RECORDS PROVIDED –
◆ ◆ ◆ ◆ ◆ ◆ ◆
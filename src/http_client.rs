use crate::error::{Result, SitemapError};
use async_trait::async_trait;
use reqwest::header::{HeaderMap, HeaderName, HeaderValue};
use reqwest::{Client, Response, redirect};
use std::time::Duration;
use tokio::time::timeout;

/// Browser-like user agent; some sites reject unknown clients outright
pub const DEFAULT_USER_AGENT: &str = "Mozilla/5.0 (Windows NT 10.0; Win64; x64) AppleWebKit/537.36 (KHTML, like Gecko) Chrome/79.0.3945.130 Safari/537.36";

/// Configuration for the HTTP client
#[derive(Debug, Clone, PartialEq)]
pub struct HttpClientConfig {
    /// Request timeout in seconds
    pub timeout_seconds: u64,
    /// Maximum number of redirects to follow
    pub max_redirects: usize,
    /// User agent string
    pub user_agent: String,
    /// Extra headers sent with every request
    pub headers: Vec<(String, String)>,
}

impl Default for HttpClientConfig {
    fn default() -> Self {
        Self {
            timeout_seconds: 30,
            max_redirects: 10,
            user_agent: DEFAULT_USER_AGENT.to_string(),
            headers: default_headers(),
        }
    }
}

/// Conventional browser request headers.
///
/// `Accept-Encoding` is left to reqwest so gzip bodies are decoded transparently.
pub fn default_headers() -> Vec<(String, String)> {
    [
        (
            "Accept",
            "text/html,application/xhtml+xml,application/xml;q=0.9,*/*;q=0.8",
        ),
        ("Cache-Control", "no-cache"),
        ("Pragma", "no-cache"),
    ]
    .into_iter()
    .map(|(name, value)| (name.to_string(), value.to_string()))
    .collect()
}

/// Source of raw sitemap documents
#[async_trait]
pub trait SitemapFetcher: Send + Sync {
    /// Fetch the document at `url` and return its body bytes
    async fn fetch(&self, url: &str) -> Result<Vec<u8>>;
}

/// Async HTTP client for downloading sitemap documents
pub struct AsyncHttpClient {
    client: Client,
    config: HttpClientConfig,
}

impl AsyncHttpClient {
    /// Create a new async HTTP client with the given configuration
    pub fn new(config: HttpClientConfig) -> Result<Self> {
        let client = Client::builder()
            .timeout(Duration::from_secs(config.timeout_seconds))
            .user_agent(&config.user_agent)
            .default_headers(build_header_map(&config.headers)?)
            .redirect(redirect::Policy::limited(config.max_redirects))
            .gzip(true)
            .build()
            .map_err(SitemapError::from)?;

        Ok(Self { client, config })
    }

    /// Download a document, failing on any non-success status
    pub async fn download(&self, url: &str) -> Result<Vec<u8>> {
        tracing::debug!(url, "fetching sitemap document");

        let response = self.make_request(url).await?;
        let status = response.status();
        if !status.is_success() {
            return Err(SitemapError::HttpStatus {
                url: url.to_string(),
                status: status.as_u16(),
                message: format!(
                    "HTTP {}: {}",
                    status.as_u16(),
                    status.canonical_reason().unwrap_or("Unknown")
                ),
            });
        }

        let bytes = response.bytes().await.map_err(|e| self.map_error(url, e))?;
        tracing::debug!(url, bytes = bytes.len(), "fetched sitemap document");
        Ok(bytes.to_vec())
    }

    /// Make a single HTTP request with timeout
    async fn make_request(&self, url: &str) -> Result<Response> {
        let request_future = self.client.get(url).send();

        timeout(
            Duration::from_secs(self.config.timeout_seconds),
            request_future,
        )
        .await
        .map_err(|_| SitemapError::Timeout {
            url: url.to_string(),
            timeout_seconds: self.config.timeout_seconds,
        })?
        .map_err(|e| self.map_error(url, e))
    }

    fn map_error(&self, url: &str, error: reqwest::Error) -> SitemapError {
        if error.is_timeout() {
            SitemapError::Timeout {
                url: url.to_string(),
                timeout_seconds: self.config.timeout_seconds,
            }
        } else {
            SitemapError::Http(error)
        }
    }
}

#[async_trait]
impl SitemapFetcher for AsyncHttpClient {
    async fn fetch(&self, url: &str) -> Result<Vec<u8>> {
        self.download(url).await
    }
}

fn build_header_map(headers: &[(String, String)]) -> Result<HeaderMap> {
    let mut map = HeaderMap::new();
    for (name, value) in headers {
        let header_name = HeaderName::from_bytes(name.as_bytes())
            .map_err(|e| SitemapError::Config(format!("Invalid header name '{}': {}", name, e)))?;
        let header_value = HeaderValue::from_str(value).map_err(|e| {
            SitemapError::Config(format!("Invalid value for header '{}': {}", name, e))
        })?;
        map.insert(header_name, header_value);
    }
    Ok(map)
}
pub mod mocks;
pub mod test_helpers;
◆ ◆ ◆ ◆ ◆ ◆ ◆
TO DO –
Search the entries above for "struct". Return every line that has it.

YOUR SOLUTION –
pub struct HttpClientConfig {
pub struct AsyncHttpClient {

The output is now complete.